When ‘fertile’ questions are chosen to explore they should be studied in depth to allow students to internalize an inquiry approach and to see connections between other areas of learning.Students ought to be encouraged to express their ideas in variety of ways. Whatever is studied, or expressed, ought to push students to the limits of their understanding and perception.

Classrooms ought to reflect the results of students’ curiosity and expression; in my experience this is not the case; they all to often reflect the teachers curriculum.

Extending this idea teachers should tap into the personal life experiences of their students as the basis for oral language and personal writing and for this, in turn, to become the basis of literacy development.

Teachers need to appreciate that ‘before the word comes the experience’ and that the first books children experience ought to record and celebrate children’s own ideas and thoughts. If this were done they would come to see books an extension of the same process; work of other authors. The valuing of students life experiences develop in students minds that teachers really care for them as individuals. The valuing of students ‘voice’, or identity, is the means to develop positive learning relationships based on mutual trust and respect.

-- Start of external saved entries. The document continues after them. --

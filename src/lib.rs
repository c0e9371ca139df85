//! llama_launcher – a desktop chat window for local GGUF models
//! ============================================================
//!
//! ## What it does
//! - **Pick a model** – any `.gguf` / `.ggml` file. The header is read to tell FP16 weights from quantized ones.
//! - **Quantize on demand** – FP16 models can be shrunk with `llama-quantize` (`Q4_K_M`, `Q3_K_S`, `Q2_K`, …) before the first load.
//! - **Lazy loading** – the model is loaded on the first message, by a `llama-server` child bound to a loopback port.
//! - **One model at a time** – selecting another file stops the previous server first.
//! - **Never blocks the window** – quantization, loading and generation run on a worker thread.
//!
//! ---
//!
//! ```rust,no_run
//! use llama_launcher::*;
//!
//! fn main() -> LauncherResult<()> {
//!     let config = LauncherConfig::load()?;
//!     let mut session = ChatSession::spawn(&config)?;
//!     let mut events = session.take_events().expect("fresh session");
//!
//!     session.select_path("/models/mistral-7b-instruct.Q4_K_M.gguf")?;
//!     session.submit("Tell me a joke about Rust.")?;
//!     while let Some(event) = events.blocking_recv() {
//!         session.apply(&event);
//!         if session.state().is_idle() {
//!             break;
//!         }
//!     }
//!     println!("{}", session.transcript().messages()[1].text);
//!     Ok(())
//! }
//! ```

pub mod backend;
pub mod cancel;
pub mod chat;
pub mod config;
pub mod error;
pub mod logging;
pub mod model;
pub(crate) mod process;
pub mod quantize;

pub use backend::{
    Completion, GenerationRequest, InferenceBackend, InferenceContext, LlamaServerBackend,
};
pub use cancel::CancelToken;
pub use chat::{
    ChatFlow, ChatMessage, ChatSession, ChatState, FlowSettings, Role, Submission, Transcript,
    WorkerEvent, WorkerEvents,
};
pub use config::{LauncherConfig, TOKEN_LIMIT};
pub use error::{LauncherError, LauncherResult, LoadFailure};
pub use logging::LoggingConfig;
pub use model::{ModelFormat, ModelHandle, ModelReference};
pub use quantize::{QuantFormat, Quantize, QuantizeInvoker};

An area largely neglected in school these days, and closely related to their curiosity, is even more basic; helping students to retain their sensual curiosity about the natural world. From such sensory experiences questions for studies and ideas language and creative expression evolve.

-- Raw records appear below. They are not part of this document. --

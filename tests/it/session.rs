use llama_launcher::*;

use crate::common::*;

fn state_of(session: &ChatSession) -> &'static str {
    session.state().name()
}

#[cfg(unix)]
#[tokio::test]
#[serial_test::serial]
async fn confirming_quantization_loads_the_derived_file() {
    let dir = tempfile::tempdir().unwrap();
    let source = write_model(dir.path(), "model.fp16.gguf", 1);
    let (backend, probe) = FakeBackend::new("Hello there.");
    let (mut session, mut events) = session(backend, fake_quantizer(dir.path()));

    let selected = session.select_path(&source).unwrap();
    assert_eq!(selected.format, ModelFormat::RawFp16);
    assert_eq!(
        session.submit("hi").unwrap(),
        Submission::ConfirmQuantize(selected.clone())
    );
    session.confirm_quantize(QuantFormat::Q4_K_M).unwrap();
    let seen = settle(&mut session, &mut events).await;

    let derived = dir.path().join("model.Q4_K_M.gguf");
    assert!(derived.is_file());
    assert!(seen
        .iter()
        .any(|e| matches!(e, WorkerEvent::Quantized(r) if r.path == derived)));
    assert_eq!(probe.loaded_paths(), vec![derived.clone()]);
    assert_eq!(session.flow().selected().map(|r| &r.path), Some(&derived));
    assert!(session.state().is_idle());

    let messages = session.transcript().messages();
    assert_eq!(messages.len(), 2);
    assert_eq!(messages[0].text, "hi");
    assert_eq!(messages[1].text, "Hello there.");
}

#[tokio::test]
async fn declining_quantization_loads_the_original() {
    let dir = tempfile::tempdir().unwrap();
    let source = write_model(dir.path(), "model.fp16.gguf", 1);
    let (backend, probe) = FakeBackend::new("ok");
    let (mut session, mut events) = session(backend, missing_quantizer(dir.path()));

    session.select_path(&source).unwrap();
    session.submit("hi").unwrap();
    session.decline_quantize().unwrap();
    assert_eq!(state_of(&session), "loading the model");
    settle(&mut session, &mut events).await;

    assert_eq!(probe.loaded_paths(), vec![source.clone()]);
    assert_eq!(session.transcript().len(), 2);

    // loaded now, so the next message does not ask again
    assert!(matches!(
        session.submit("more").unwrap(),
        Submission::Dispatch(_)
    ));
    settle(&mut session, &mut events).await;
    assert_eq!(probe.loads(), 1);
}

#[tokio::test]
async fn missing_quantize_executable_is_an_error_with_empty_transcript() {
    let dir = tempfile::tempdir().unwrap();
    let source = write_model(dir.path(), "model.fp16.gguf", 1);
    let (backend, probe) = FakeBackend::new("unused");
    let (mut session, mut events) = session(backend, missing_quantizer(dir.path()));

    session.select_path(&source).unwrap();
    session.submit("hi").unwrap();
    session.confirm_quantize(QuantFormat::Q4_K_M).unwrap();
    let seen = settle(&mut session, &mut events).await;

    match seen.last() {
        Some(WorkerEvent::Failed(e)) => {
            assert!(matches!(**e, LauncherError::QuantizeExecutableMissing { .. }))
        }
        other => panic!("unexpected last event {other:?}"),
    }
    assert!(matches!(session.state(), ChatState::Error(_)));
    assert!(session.transcript().is_empty());
    assert_eq!(probe.loads(), 0);

    session.dismiss_error();
    assert!(session.state().is_idle());
}

#[tokio::test]
async fn quantized_model_is_loaded_once_for_many_messages() {
    let dir = tempfile::tempdir().unwrap();
    let model = write_model(dir.path(), "tiny.Q4_K_M.gguf", 15);
    let (backend, probe) = FakeBackend::new("sure");
    let (mut session, mut events) = session(backend, missing_quantizer(dir.path()));

    session.select_path(&model).unwrap();
    for text in ["one", "two", "three"] {
        assert!(matches!(session.submit(text).unwrap(), Submission::Dispatch(_)));
        settle(&mut session, &mut events).await;
    }
    assert_eq!(probe.loads(), 1);
    assert_eq!(session.transcript().len(), 6);

    let prompts: Vec<_> = probe.requests().into_iter().map(|r| r.prompt).collect();
    assert_eq!(prompts[0], "User: one\nAssistant:");
    assert_eq!(
        prompts[2],
        "User: one\nAssistant: sure\nUser: two\nAssistant: sure\nUser: three\nAssistant:"
    );
}

#[tokio::test]
async fn switching_models_releases_the_previous_context_first() {
    let dir = tempfile::tempdir().unwrap();
    let a = write_model(dir.path(), "a.Q4_K_M.gguf", 15);
    let b = write_model(dir.path(), "b.Q8_0.gguf", 7);
    let (backend, probe) = FakeBackend::new("ok");
    let (mut session, mut events) = session(backend, missing_quantizer(dir.path()));

    session.select_path(&a).unwrap();
    session.submit("hi").unwrap();
    settle(&mut session, &mut events).await;

    session.select_path(&b).unwrap();
    session.submit("hi again").unwrap();
    let seen = settle(&mut session, &mut events).await;

    assert!(seen.iter().any(|e| matches!(e, WorkerEvent::Released)));
    assert_eq!(probe.loaded_paths(), vec![a, b.clone()]);
    assert_eq!(probe.max_alive(), 1);
    assert_eq!(probe.alive(), 1);
    assert_eq!(session.flow().loaded().map(|r| &r.path), Some(&b));
}

#[tokio::test]
async fn second_message_while_busy_is_rejected() {
    let dir = tempfile::tempdir().unwrap();
    let model = write_model(dir.path(), "tiny.Q4_K_M.gguf", 15);
    let (backend, probe) = FakeBackend::new("first answer");
    let (mut session, mut events) = session(backend, missing_quantizer(dir.path()));

    session.select_path(&model).unwrap();
    session.submit("first").unwrap();
    let err = session.submit("second").unwrap_err();
    assert!(matches!(err, LauncherError::Busy { .. }));
    settle(&mut session, &mut events).await;

    assert_eq!(probe.requests().len(), 1);
    let texts: Vec<_> = session
        .transcript()
        .messages()
        .iter()
        .map(|m| m.text.as_str())
        .collect();
    assert_eq!(texts, ["first", "first answer"]);
}

#[tokio::test]
async fn replies_are_bounded_by_the_token_limit() {
    let dir = tempfile::tempdir().unwrap();
    let model = write_model(dir.path(), "tiny.Q4_K_M.gguf", 15);
    let (backend, probe) = FakeBackend::new("runaway");
    let (mut session, mut events) =
        session(backend.reporting_tokens(TOKEN_LIMIT + 1), missing_quantizer(dir.path()));

    session.select_path(&model).unwrap();
    session.submit("talk forever").unwrap();
    let seen = settle(&mut session, &mut events).await;

    assert!(matches!(
        seen.last(),
        Some(WorkerEvent::Failed(e)) if matches!(**e, LauncherError::Generation(_))
    ));
    assert!(session.transcript().is_empty());
    assert!(probe
        .requests()
        .iter()
        .all(|r| r.max_tokens <= TOKEN_LIMIT));
}

#[tokio::test]
async fn model_deleted_after_selection_fails_to_load() {
    let dir = tempfile::tempdir().unwrap();
    let model = write_model(dir.path(), "tiny.Q4_K_M.gguf", 15);
    let (backend, probe) = FakeBackend::new("unused");
    let (mut session, mut events) = session(backend, missing_quantizer(dir.path()));

    session.select_path(&model).unwrap();
    std::fs::remove_file(&model).unwrap();
    session.submit("hi").unwrap();
    let seen = settle(&mut session, &mut events).await;

    assert!(matches!(
        seen.last(),
        Some(WorkerEvent::Failed(e)) if matches!(
            **e,
            LauncherError::Load { reason: LoadFailure::NotFound, .. }
        )
    ));
    assert_eq!(probe.loads(), 0);
    assert!(session.transcript().is_empty());
}

#[test]
fn selecting_while_busy_is_rejected() {
    let dir = tempfile::tempdir().unwrap();
    let model = write_model(dir.path(), "tiny.Q4_K_M.gguf", 15);
    let other = write_model(dir.path(), "other.Q4_K_M.gguf", 15);
    let (backend, _probe) = FakeBackend::new("ok");
    let (mut session, _events) = session(backend, missing_quantizer(dir.path()));

    session.select_path(&model).unwrap();
    session.submit("hi").unwrap();
    assert!(matches!(
        session.select_path(&other),
        Err(LauncherError::Busy { .. })
    ));
    assert_eq!(session.flow().selected().map(|r| &r.path), Some(&model));
}

#[tokio::test]
async fn shutdown_releases_the_loaded_model() {
    let dir = tempfile::tempdir().unwrap();
    let model = write_model(dir.path(), "model.Q4_K_M.gguf", 15);
    let (backend, probe) = FakeBackend::new("ok");
    let (mut session, mut events) = session(backend, missing_quantizer(dir.path()));

    session.select_path(&model).unwrap();
    session.submit("hi").unwrap();
    settle(&mut session, &mut events).await;
    assert_eq!(probe.alive(), 1);

    session.shutdown();
    assert_eq!(probe.alive(), 0);
    assert_eq!(probe.loads(), 1);
    // the worker is gone; a second shutdown is a no-op
    session.shutdown();
}

#[tokio::test]
async fn dropping_the_session_releases_the_loaded_model() {
    let dir = tempfile::tempdir().unwrap();
    let model = write_model(dir.path(), "model.Q4_K_M.gguf", 15);
    let (backend, probe) = FakeBackend::new("ok");
    let (mut session, mut events) = session(backend, missing_quantizer(dir.path()));

    session.select_path(&model).unwrap();
    session.submit("hi").unwrap();
    settle(&mut session, &mut events).await;

    drop(session);
    assert_eq!(probe.alive(), 0);
    assert_eq!(probe.max_alive(), 1);
}

#[cfg(unix)]
#[test]
#[serial_test::serial]
fn shutdown_abandons_a_running_quantization() {
    let dir = tempfile::tempdir().unwrap();
    let source = write_model(dir.path(), "model.fp16.gguf", 1);
    let exe = write_script(dir.path(), "llama-quantize", "touch \"$2\"\nexec sleep 30");
    let quantizer = QuantizeInvoker::new(exe, std::time::Duration::from_secs(60));
    let (backend, probe) = FakeBackend::new("unused");
    let (mut session, _events) = session(backend, quantizer);

    session.select_path(&source).unwrap();
    session.submit("hi").unwrap();
    session.confirm_quantize(QuantFormat::Q4_K_M).unwrap();
    std::thread::sleep(std::time::Duration::from_millis(300));

    let started = std::time::Instant::now();
    session.shutdown();
    assert!(
        started.elapsed() < std::time::Duration::from_secs(5),
        "shutdown took {:?}",
        started.elapsed()
    );
    assert!(!dir.path().join("model.Q4_K_M.gguf").exists());
    assert_eq!(probe.loads(), 0);
}

#[tokio::test]
#[serial_test::serial]
async fn relative_model_paths_are_loaded_by_absolute_path() {
    let dir = tempfile::tempdir().unwrap();
    write_model(dir.path(), "model.Q4_K_M.gguf", 15);
    let (backend, probe) = FakeBackend::new("ok");
    let (mut session, mut events) = session(backend, missing_quantizer(dir.path()));

    let cwd = WorkingDir::enter(dir.path());
    let selected = session.select_path("model.Q4_K_M.gguf").unwrap();
    drop(cwd);
    assert!(selected.path.is_absolute(), "{}", selected.path.display());

    session.submit("hi").unwrap();
    settle(&mut session, &mut events).await;
    let loaded = probe.loaded_paths();
    assert_eq!(loaded.len(), 1);
    assert!(loaded[0].is_absolute());
    assert!(loaded[0].is_file(), "{}", loaded[0].display());
}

Learning to appreciate the subtle changes and the small scale environmental changes provides the source for both scientific exploration and artistic expression. All the senses need ‘educating’ and this process will develop a powerful vocabulary and ideas for students to make use of. With the senses fully ‘educated’ a learning curriculum becomes available as students learn to notice and wonder about all they see. Motivation would not be a problem.

The challenges students face up to, in researching their own questions, developing their sense of ‘voice and identity, and developing a life long awareness of their environment through their senses and imagination, have been the basic challenges of humankind since the beginning of history.

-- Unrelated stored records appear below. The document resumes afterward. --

//! Background thread that owns the [`ModelHandle`] and the quantizer.
//!
//! Quantization, model loading and generation all block, so they run here and
//! never on the thread that draws the window. Requests arrive on one
//! unbounded channel and progress goes back on another; the shell polls the
//! event receiver from its own async runtime.

use std::{sync::Arc, thread::JoinHandle};

use tokio::sync::mpsc::{unbounded_channel, UnboundedReceiver, UnboundedSender};

use super::flow::ChatJob;
use crate::{
    backend::InferenceBackend,
    cancel::CancelToken,
    error::{LauncherError, LauncherResult},
    model::{ModelFormat, ModelHandle, ModelReference},
    quantize::{QuantFormat, Quantize},
};

pub const WORKER_THREAD_NAME: &str = "llama-launcher-worker";

pub type WorkerEvents = UnboundedReceiver<WorkerEvent>;

#[derive(Debug, Clone, PartialEq)]
pub enum WorkerRequest {
    Chat(ChatJob),
    /// Drop the loaded model, if any.
    Release,
    Shutdown,
}

#[derive(Debug, Clone)]
pub enum WorkerEvent {
    Quantizing {
        source: ModelReference,
        format: QuantFormat,
    },
    Quantized(ModelReference),
    Loading(ModelReference),
    Loaded(ModelReference),
    Replied {
        user_text: String,
        reply: String,
    },
    Released,
    Failed(Arc<LauncherError>),
}

pub(crate) struct Worker<B: InferenceBackend, Q> {
    handle: ModelHandle<B>,
    quantizer: Q,
    events: UnboundedSender<WorkerEvent>,
    cancel: CancelToken,
}

impl<B, Q> Worker<B, Q>
where
    B: InferenceBackend + 'static,
    Q: Quantize + 'static,
{
    pub(crate) fn spawn(
        backend: B,
        quantizer: Q,
        cancel: CancelToken,
    ) -> LauncherResult<(UnboundedSender<WorkerRequest>, WorkerEvents, JoinHandle<()>)> {
        let (request_tx, request_rx) = unbounded_channel();
        let (event_tx, event_rx) = unbounded_channel();
        let worker = Worker {
            handle: ModelHandle::with_cancel(backend, cancel.clone()),
            quantizer,
            events: event_tx,
            cancel,
        };
        let thread = std::thread::Builder::new()
            .name(WORKER_THREAD_NAME.to_string())
            .spawn(move || worker.run(request_rx))
            .map_err(|e| LauncherError::Internal(format!("failed to start the chat worker: {e}")))?;
        Ok((request_tx, event_rx, thread))
    }

    fn run(mut self, mut requests: UnboundedReceiver<WorkerRequest>) {
        tracing::debug!("chat worker started");
        while let Some(request) = requests.blocking_recv() {
            match request {
                WorkerRequest::Chat(job) => {
                    let user_text = job.user_text.clone();
                    let event = match self.exchange(job) {
                        Ok(reply) => WorkerEvent::Replied { user_text, reply },
                        // a killed server surfaces as a generation error
                        Err(_) if self.cancel.is_cancelled() => {
                            tracing::info!("chat job abandoned on shutdown");
                            WorkerEvent::Failed(Arc::new(LauncherError::Cancelled("chat")))
                        }
                        Err(e) => {
                            tracing::error!("chat job failed: {e}");
                            WorkerEvent::Failed(Arc::new(e))
                        }
                    };
                    self.emit(event);
                }
                WorkerRequest::Release => {
                    if self.handle.release() {
                        self.emit(WorkerEvent::Released);
                    }
                }
                WorkerRequest::Shutdown => break,
            }
        }
        self.handle.release();
        tracing::debug!("chat worker stopped");
    }

    fn exchange(&mut self, job: ChatJob) -> LauncherResult<String> {
        let mut model = job.model;
        if let Some(format) = job.quantize {
            self.emit(WorkerEvent::Quantizing {
                source: model.clone(),
                format,
            });
            let path = self.quantizer.quantize(&model.path, format, &self.cancel)?;
            model = ModelReference::new(path, ModelFormat::Quantized);
            self.emit(WorkerEvent::Quantized(model.clone()));
        }

        let already_loaded = self.handle.loaded_reference() == Some(&model);
        if !already_loaded {
            if self.handle.release() {
                self.emit(WorkerEvent::Released);
            }
            self.emit(WorkerEvent::Loading(model.clone()));
        }
        let Self { handle, events, .. } = self;
        let loaded = handle.ensure_loaded(&model)?;
        if !already_loaded {
            send(events, WorkerEvent::Loaded(model.clone()));
        }

        let completion = loaded.generate(&job.request)?;
        if completion.hit_token_limit {
            tracing::debug!(tokens = completion.tokens_generated, "reply cut at the token limit");
        }
        Ok(completion.text.trim().to_string())
    }

    fn emit(&self, event: WorkerEvent) {
        send(&self.events, event);
    }
}

fn send(events: &UnboundedSender<WorkerEvent>, event: WorkerEvent) {
    if events.send(event).is_err() {
        tracing::debug!("event receiver dropped");
    }
}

The need to make personal meaning and to express thoughts goes back as far as cave drawings, dance, music and story telling. Learning and expressing ideas are what makes us human.

By imposing: our curriculums, ignoring their voice, cutting literacy off from student’s reality, allowing superficial thinking, and by assessing students how well they do on what others feel is relevant, may well be the reason why so many learners 'disengage' from the school learning process.

What teachers ‘deliver' simply makes little sense to many students.

Education ought to be about retaining that love of learning which the basis of a fulfilled life.

It is this passion to keep learning alive that is being lost in our industrial age school system.

The answers seem obvious. Change the schools to allow natural learning to thrive.


Anonymous said...

The important ideas you express seem to have been forgotten by todays teachers? Why is this?

And then you have to wonder why so many students become turned off learning?

The world of the student is under-utilized - who am I? what am I good at? and where am I going? are the three big questions that together make an ideal curriculum.

Anonymous said...

An 'emergent' curriculum - sounds like education mirroring life!

What a sensible idea but will it catch on?

Bruce said...

An 'emergent' curriculum will never catch on while 'teachers' ( or their 'expert' advisers) think they know best. Just shows a lack of trust in kids (and teachers); but when we leave school it is what we all use!